[ot-users] Collection of the marginals distribution
regis.lebrun at eads.net
Wed Jan 8 15:17:08 CET 2014
In your code, the kernelSmoothedCDF_Freq is a Graph instance, ie a
graphical object that has nothing to do with a probabilistic model (ie a
Distribution object). There is no hope to be able to convert a Graph
into a Distribution as you try when you write collectionMarginals =
In fact, the distribution you are looking at is precisely
kernelSmoothedDist, so you just have to write:
collectionMarginals = kernelSmoothedDist
If you use a very old version of OpenTURNS, you may have to explicitely
cast kernelSmoothedDist into a Distribution:
collectionMarginals = Distribution(kernelSmoothedDist)
Hope it helps
Le 08/01/2014 14:18, ndiaye a écrit :
> I have a question on Open turns since i'm a new user of this code and
> about uncertainty quantification study.
> Indeed, I want to create a collection of the marginals distribution from
> my numerical sample of data that i know from experiments.
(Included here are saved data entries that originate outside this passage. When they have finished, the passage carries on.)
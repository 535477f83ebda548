pub mod assemble;
pub mod config;
pub mod etl;
pub mod fetch;
pub mod load;
pub mod schema;

#[cfg(test)]
mod test_util;
// src/load/votes_2018.rs

use anyhow::{bail, Context, Result};
use reqwest::Client;
use std::{
    collections::BTreeMap,
    fs::File,
    path::{Path, PathBuf},
};
use tracing::{debug, info, instrument};
use zip::ZipArchive;

use super::read_tse_csv_where;
use crate::{
    config::munzona_zip_url,
    fetch::download_file,
    schema::{
        coerce::{clean_str, parse_int},
        ColumnMap, ElectionResult, RawTable,
    },
};

pub const YEAR: u16 = 2018;

/// Provider columns → canonical columns.
pub const RENAME_VOTACAO_18: &ColumnMap = &[
    ("ano_eleicao", "ano_eleicao"),
    ("nr_turno", "nr_turno"),
    ("nr_candidato", "nr_candidato"),
    ("nm_urna_candidato", "nm_urna_candidato"),
    ("sg_uf", "uf"),
    ("qt_votos_nominais", "votos"),
];

/// Source of vote records for one office, at state level or finer.
/// Column labels are provider-defined.
#[allow(async_fn_in_trait)]
pub trait ElectionsProvider {
    async fn votes_by_state(&self, year: u16, cargo: &str) -> Result<RawTable>;
}

/// Reads the TSE `votacao_candidato_munzona` bulk ZIP: one CSV per state,
/// one row per (municipality, zone, candidate, round).
pub struct TseBulkProvider {
    client: Client,
    work_dir: PathBuf,
}

impl TseBulkProvider {
    /// `work_dir` receives the downloaded ZIP.
    pub fn new(client: Client, work_dir: impl Into<PathBuf>) -> Self {
        Self {
            client,
            work_dir: work_dir.into(),
        }
    }
}

impl ElectionsProvider for TseBulkProvider {
    async fn votes_by_state(&self, year: u16, cargo: &str) -> Result<RawTable> {
        let zip_path = download_file(&self.client, &munzona_zip_url(year), &self.work_dir).await?;
        let cargo = cargo.to_string();
        tokio::task::spawn_blocking(move || read_munzona_zip(&zip_path, &cargo)).await?
    }
}

/// Concatenate the per-state CSV entries of a munzona ZIP, keeping rows for
/// `cargo` (case-insensitive). The `_BR` entry repeats the states and is skipped.
#[instrument(level = "info", skip(zip_path), fields(path = %zip_path.display()))]
pub fn read_munzona_zip(zip_path: &Path, cargo: &str) -> Result<RawTable> {
    let file = File::open(zip_path)
        .with_context(|| format!("Failed to open ZIP file: {:?}", zip_path))?;
    let mut archive = ZipArchive::new(file)
        .with_context(|| format!("Failed to read ZIP archive: {:?}", zip_path))?;

    let mut merged: Option<RawTable> = None;
    for i in 0..archive.len() {
        let mut entry = archive
            .by_index(i)
            .with_context(|| format!("Failed to access ZIP entry #{} in {:?}", i, zip_path))?;
        let name = entry.name().to_string();
        let lower = name.to_lowercase();
        if !entry.is_file() || !lower.ends_with(".csv") || lower.ends_with("_br.csv") {
            continue;
        }

        let mut table = read_tse_csv_where(&mut entry, &name, "ds_cargo", |v| {
            v.eq_ignore_ascii_case(cargo)
        })?;
        debug!(entry = %name, rows = table.len(), "state file read");

        if let Some(acc) = merged.as_mut() {
            if acc.headers != table.headers {
                bail!("{} has a different header layout than earlier entries", name);
            }
            acc.rows.append(&mut table.rows);
        } else {
            merged = Some(table);
        }
    }

    merged.with_context(|| format!("no state CSV entries in {:?}", zip_path))
}

/// 2018 results for `cargo` in the canonical schema, one row per
/// (year, round, candidate, state).
pub async fn load_eleicoes_2018<P: ElectionsProvider>(
    provider: &P,
    cargo: &str,
) -> Result<Vec<ElectionResult>> {
    let mut raw = provider.votes_by_state(YEAR, cargo).await?;
    raw.lowercase_headers();
    let votos = raw.project(RENAME_VOTACAO_18)?;

    let out = aggregate_votes(&votos)?;
    info!(input_rows = votos.len(), rows = out.len(), "2018 votes aggregated");
    Ok(out)
}

type GroupKey = (i64, i64, i64, String, String);

/// Sum `votos` per (ano_eleicao, nr_turno, nr_candidato, nm_urna_candidato, uf)
/// and attach each group's share of its (nr_turno, uf) total. Output is in
/// key order.
pub fn aggregate_votes(votos: &RawTable) -> Result<Vec<ElectionResult>> {
    let ano = votos.require_column("ano_eleicao")?;
    let turno = votos.require_column("nr_turno")?;
    let nr = votos.require_column("nr_candidato")?;
    let nm = votos.require_column("nm_urna_candidato")?;
    let uf = votos.require_column("uf")?;
    let qt = votos.require_column("votos")?;

    let mut sums: BTreeMap<GroupKey, i64> = BTreeMap::new();
    for row in 0..votos.len() {
        let key = (
            parse_int(votos.cell(row, ano)).context("ano_eleicao")?,
            parse_int(votos.cell(row, turno)).context("nr_turno")?,
            parse_int(votos.cell(row, nr)).context("nr_candidato")?,
            clean_str(votos.cell(row, nm)).to_string(),
            clean_str(votos.cell(row, uf)).to_string(),
        );
        let v = parse_int(votos.cell(row, qt)).context("votos")?;
        *sums.entry(key).or_insert(0) += v;
    }

    let mut totals: BTreeMap<(i64, &str), i64> = BTreeMap::new();
    for ((_, turno, _, _, uf), v) in &sums {
        *totals.entry((*turno, uf.as_str())).or_insert(0) += v;
    }

    Ok(sums
        .iter()
        .map(|((ano, turno, nr, nm, uf), &votos)| {
            let total = totals.get(&(*turno, uf.as_str())).copied().unwrap_or(0);
            ElectionResult {
                ano_eleicao: *ano,
                nr_turno: *turno,
                nr_candidato: *nr,
                nm_urna_candidato: nm.clone(),
                uf: uf.clone(),
                votos,
                perc_votos: if total > 0 {
                    100.0 * votos as f64 / total as f64
                } else {
                    0.0
                },
            }
        })
        .collect())
}

#[cfg(test)]
pub(crate) mod tests {
    use super::*;
    use std::collections::HashMap;
    use std::io::{Cursor, Write};
    use tempfile::tempdir;
    use zip::write::FileOptions;
    use zip::CompressionMethod;

    /// Provider returning a fixed table, in TSE munzona layout.
    pub(crate) struct FixedProvider(pub RawTable);

    impl ElectionsProvider for FixedProvider {
        async fn votes_by_state(&self, _year: u16, _cargo: &str) -> Result<RawTable> {
            Ok(self.0.clone())
        }
    }

    /// Municipality-level rows: (turno, nr, nome, uf, votos).
    pub(crate) fn munzona(rows: &[(i64, i64, &str, &str, i64)]) -> RawTable {
        let headers = [
            "ANO_ELEICAO",
            "NR_TURNO",
            "DS_CARGO",
            "NR_CANDIDATO",
            "NM_URNA_CANDIDATO",
            "SG_UF",
            "NM_MUNICIPIO",
            "QT_VOTOS_NOMINAIS",
        ];
        RawTable {
            headers: headers.iter().map(|h| h.to_string()).collect(),
            rows: rows
                .iter()
                .enumerate()
                .map(|(i, (turno, nr, nm, uf, v))| {
                    vec![
                        "2018".to_string(),
                        turno.to_string(),
                        "Presidente".to_string(),
                        nr.to_string(),
                        nm.to_string(),
                        uf.to_string(),
                        format!("MUNICIPIO {}", i),
                        v.to_string(),
                    ]
                })
                .collect(),
        }
    }

    fn sample() -> RawTable {
        munzona(&[
            (1, 17, "JAIR BOLSONARO", "SP", 600),
            (1, 17, "JAIR BOLSONARO", "SP", 400),
            (1, 13, "FERNANDO HADDAD", "SP", 500),
            (1, 12, "CIRO GOMES", "SP", 100),
            (1, 17, "JAIR BOLSONARO", "BA", 300),
            (1, 13, "FERNANDO HADDAD", "BA", 700),
            (2, 17, "JAIR BOLSONARO", "SP", 1200),
            (2, 13, "FERNANDO HADDAD", "SP", 800),
        ])
    }

    #[tokio::test]
    async fn test_reaggregates_municipal_rows() {
        let out = load_eleicoes_2018(&FixedProvider(sample()), "PRESIDENTE")
            .await
            .unwrap();

        assert_eq!(out.len(), 7);
        let bolso_sp = out
            .iter()
            .find(|r| r.nr_turno == 1 && r.nr_candidato == 17 && r.uf == "SP")
            .unwrap();
        assert_eq!(bolso_sp.votos, 1000);
        assert_eq!(bolso_sp.ano_eleicao, 2018);
        assert!((bolso_sp.perc_votos - 62.5).abs() < 1e-9);
    }

    #[tokio::test]
    async fn test_percentages_sum_to_100_per_round_and_state() {
        let out = load_eleicoes_2018(&FixedProvider(sample()), "PRESIDENTE")
            .await
            .unwrap();

        let mut sums: HashMap<(i64, String), f64> = HashMap::new();
        for r in &out {
            *sums.entry((r.nr_turno, r.uf.clone())).or_default() += r.perc_votos;
        }
        assert_eq!(sums.len(), 3);
        for (group, total) in sums {
            assert!((total - 100.0).abs() < 1e-9, "{:?} sums to {}", group, total);
        }
    }

    #[tokio::test]
    async fn test_idempotent() {
        let provider = FixedProvider(sample());
        let a = load_eleicoes_2018(&provider, "PRESIDENTE").await.unwrap();
        let b = load_eleicoes_2018(&provider, "PRESIDENTE").await.unwrap();
        assert_eq!(a, b);
    }

    #[test]
    fn test_non_numeric_votes_fail() {
        let mut t = munzona(&[(1, 17, "X", "SP", 1)]);
        t.lowercase_headers();
        t.rows[0][7] = "muitos".into();
        let err = aggregate_votes(&t.project(RENAME_VOTACAO_18).unwrap()).unwrap_err();
        assert!(format!("{:#}", err).contains("votos"));
    }

    #[test]
    fn test_read_munzona_zip_filters_office_and_skips_br() -> Result<()> {
        let header = "\"ANO_ELEICAO\";\"NR_TURNO\";\"DS_CARGO\";\"NR_CANDIDATO\";\"NM_URNA_CANDIDATO\";\"SG_UF\";\"QT_VOTOS_NOMINAIS\"\n";
        let sp = format!(
            "{}\"2018\";\"1\";\"Presidente\";\"17\";\"JAIR BOLSONARO\";\"SP\";\"10\"\n\"2018\";\"1\";\"Governador\";\"45\";\"DORIA\";\"SP\";\"9\"\n",
            header
        );
        let ba = format!(
            "{}\"2018\";\"1\";\"Presidente\";\"13\";\"FERNANDO HADDAD\";\"BA\";\"20\"\n",
            header
        );

        let mut buf = Vec::new();
        {
            let mut zip = zip::ZipWriter::new(Cursor::new(&mut buf));
            let options: FileOptions<'_, ()> =
                FileOptions::default().compression_method(CompressionMethod::Stored);
            for (name, body) in [
                ("votacao_candidato_munzona_2018_SP.csv", sp.as_str()),
                ("votacao_candidato_munzona_2018_BA.csv", ba.as_str()),
                ("votacao_candidato_munzona_2018_BR.csv", sp.as_str()),
                ("leiame.pdf", "%PDF"),
            ] {
                zip.start_file(name, options)?;
                zip.write_all(body.as_bytes())?;
            }
            zip.finish()?;
        }
        let dir = tempdir()?;
        let path = dir.path().join("votacao_candidato_munzona_2018.zip");
        std::fs::write(&path, &buf)?;

        let table = read_munzona_zip(&path, "PRESIDENTE")?;

        assert_eq!(table.len(), 2);
        let uf = table.require_column("sg_uf")?;
        let mut ufs: Vec<_> = table.rows.iter().map(|r| r[uf].as_str()).collect();
        ufs.sort();
        assert_eq!(ufs, vec!["BA", "SP"]);
        Ok(())
    }
}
> The thing is I drew the CDF of my samples using kernel smoothing and
> now i
> want to create the collection of the marginals distribution linked
> (because i want to create the input random vector after that).
> More precisely I have :
> My sample file:
> Sample1 = NumericalSample.ImportFromCSVFile("frequence.csv")
> My CDF drawing :
> kernel = KernelSmoothing()
> kernelSmoothedDist = kernel.build(Sample1,True)
> print "kernel bandwidth=" , kernel.getBandwidth()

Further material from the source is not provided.